# Work order:
Write out again, exactly, the lines below starting at the one with "filename crates/vidvault-core/src/error.rs" and ending at the one with "successful batch response.".

[Dataset entries]

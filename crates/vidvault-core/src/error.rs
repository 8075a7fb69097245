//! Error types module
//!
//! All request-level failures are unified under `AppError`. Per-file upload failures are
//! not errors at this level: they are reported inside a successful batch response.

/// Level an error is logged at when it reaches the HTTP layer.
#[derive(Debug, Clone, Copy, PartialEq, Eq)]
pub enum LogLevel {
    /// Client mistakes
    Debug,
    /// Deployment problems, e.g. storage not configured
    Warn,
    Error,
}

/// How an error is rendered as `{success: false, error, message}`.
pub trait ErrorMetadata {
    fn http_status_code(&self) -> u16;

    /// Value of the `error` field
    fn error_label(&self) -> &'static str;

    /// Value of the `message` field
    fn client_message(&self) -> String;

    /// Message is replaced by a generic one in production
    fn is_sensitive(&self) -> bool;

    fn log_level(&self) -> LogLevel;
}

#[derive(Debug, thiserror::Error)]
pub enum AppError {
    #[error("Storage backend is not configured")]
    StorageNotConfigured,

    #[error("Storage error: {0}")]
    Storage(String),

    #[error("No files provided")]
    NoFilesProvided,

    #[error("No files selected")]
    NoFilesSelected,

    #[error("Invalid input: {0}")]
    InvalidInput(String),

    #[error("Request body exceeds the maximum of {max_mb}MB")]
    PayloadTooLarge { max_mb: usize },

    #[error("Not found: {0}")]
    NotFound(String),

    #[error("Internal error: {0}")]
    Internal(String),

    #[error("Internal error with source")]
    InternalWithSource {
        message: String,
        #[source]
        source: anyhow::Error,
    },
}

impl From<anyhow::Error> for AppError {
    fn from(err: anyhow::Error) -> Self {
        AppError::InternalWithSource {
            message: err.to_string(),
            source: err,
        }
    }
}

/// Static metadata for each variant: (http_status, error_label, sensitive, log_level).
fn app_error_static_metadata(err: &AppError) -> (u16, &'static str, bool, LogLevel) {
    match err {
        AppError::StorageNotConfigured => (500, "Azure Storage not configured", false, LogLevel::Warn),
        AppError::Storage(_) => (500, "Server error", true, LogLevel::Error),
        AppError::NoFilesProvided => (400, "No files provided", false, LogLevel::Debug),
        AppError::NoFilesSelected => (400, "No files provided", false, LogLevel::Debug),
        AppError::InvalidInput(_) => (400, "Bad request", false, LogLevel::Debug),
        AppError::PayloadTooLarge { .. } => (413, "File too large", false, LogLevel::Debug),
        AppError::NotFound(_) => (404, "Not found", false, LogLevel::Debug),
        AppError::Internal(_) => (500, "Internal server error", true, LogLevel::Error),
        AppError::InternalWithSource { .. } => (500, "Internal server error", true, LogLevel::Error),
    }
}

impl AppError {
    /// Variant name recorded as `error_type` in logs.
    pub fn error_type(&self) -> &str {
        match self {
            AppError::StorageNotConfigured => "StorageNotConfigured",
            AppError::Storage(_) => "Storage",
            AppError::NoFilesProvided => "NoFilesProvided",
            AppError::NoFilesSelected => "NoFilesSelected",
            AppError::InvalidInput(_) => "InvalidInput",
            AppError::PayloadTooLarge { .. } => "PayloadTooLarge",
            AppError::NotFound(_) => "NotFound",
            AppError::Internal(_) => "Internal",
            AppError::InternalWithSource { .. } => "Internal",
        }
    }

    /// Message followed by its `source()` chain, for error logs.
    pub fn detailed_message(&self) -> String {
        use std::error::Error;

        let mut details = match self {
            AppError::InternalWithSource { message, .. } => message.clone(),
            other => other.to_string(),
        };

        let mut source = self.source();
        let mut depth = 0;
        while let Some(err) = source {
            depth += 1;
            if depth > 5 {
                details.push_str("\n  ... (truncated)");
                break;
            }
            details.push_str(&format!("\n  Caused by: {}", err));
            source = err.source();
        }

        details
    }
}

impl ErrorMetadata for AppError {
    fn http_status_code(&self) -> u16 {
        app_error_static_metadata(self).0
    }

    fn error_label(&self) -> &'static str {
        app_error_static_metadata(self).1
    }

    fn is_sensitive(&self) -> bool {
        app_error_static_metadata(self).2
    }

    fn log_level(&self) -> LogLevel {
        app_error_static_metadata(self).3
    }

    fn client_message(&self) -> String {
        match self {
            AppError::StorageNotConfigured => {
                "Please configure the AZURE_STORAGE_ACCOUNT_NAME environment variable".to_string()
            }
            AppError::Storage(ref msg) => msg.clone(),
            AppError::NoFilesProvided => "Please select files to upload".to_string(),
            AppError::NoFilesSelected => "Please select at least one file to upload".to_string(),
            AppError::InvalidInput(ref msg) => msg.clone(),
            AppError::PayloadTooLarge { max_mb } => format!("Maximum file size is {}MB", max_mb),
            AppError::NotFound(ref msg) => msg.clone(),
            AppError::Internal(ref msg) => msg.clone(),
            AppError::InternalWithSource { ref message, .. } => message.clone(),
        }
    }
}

--

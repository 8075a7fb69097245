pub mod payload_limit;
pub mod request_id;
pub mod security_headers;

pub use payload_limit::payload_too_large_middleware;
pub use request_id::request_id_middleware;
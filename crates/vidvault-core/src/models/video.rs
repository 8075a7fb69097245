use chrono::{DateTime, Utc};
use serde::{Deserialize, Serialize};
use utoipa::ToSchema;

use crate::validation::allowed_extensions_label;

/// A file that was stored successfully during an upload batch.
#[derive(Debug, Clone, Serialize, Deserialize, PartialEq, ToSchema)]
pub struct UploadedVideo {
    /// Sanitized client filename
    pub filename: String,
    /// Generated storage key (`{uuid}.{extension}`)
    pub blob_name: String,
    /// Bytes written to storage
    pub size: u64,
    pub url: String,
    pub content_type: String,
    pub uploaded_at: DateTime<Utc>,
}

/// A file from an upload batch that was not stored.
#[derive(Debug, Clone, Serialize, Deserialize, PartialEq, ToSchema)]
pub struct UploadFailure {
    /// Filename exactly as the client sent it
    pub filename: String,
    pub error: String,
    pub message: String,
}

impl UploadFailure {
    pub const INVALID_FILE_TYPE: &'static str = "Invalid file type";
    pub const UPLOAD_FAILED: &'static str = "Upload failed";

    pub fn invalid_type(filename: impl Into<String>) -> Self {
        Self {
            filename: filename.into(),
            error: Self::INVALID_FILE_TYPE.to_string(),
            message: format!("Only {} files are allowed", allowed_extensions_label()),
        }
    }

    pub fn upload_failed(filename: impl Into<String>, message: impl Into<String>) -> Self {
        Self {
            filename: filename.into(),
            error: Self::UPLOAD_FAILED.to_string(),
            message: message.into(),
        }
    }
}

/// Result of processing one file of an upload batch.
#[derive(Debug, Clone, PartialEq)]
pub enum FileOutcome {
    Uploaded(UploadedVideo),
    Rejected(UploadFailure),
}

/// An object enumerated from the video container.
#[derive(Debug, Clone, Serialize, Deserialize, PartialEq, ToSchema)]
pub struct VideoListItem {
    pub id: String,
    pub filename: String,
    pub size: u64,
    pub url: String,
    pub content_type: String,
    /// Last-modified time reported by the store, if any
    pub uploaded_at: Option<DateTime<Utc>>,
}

--

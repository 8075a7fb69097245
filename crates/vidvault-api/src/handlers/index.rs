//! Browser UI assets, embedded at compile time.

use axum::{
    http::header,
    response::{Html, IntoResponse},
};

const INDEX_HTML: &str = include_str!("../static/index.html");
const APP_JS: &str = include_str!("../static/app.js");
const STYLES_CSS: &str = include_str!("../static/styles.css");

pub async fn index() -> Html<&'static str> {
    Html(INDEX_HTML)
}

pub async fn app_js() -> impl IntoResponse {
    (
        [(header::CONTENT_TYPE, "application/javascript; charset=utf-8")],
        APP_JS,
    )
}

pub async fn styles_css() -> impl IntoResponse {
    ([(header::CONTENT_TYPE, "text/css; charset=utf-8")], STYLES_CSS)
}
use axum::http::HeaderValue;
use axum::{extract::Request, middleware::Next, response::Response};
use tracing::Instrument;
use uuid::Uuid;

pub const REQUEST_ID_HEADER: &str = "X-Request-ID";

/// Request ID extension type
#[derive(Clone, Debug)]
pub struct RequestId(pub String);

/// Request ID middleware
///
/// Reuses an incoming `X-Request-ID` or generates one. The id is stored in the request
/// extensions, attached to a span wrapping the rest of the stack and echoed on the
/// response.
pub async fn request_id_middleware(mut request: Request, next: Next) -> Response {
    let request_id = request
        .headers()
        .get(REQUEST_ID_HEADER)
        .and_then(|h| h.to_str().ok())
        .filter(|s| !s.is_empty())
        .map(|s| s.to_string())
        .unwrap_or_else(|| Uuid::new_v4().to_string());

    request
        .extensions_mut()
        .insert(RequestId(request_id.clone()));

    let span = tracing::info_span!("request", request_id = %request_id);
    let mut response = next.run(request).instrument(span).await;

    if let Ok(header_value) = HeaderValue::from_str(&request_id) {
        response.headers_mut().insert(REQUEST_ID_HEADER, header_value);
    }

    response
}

# Response for this exercise:
filename crates/vidvault-core/src/error.rs
repository 8075a7fb69097245
//! Error types module
//!
//! All request-level failures are unified under `AppError`. Per-file upload failures are
//! not errors at this level: they are reported inside a successful batch response.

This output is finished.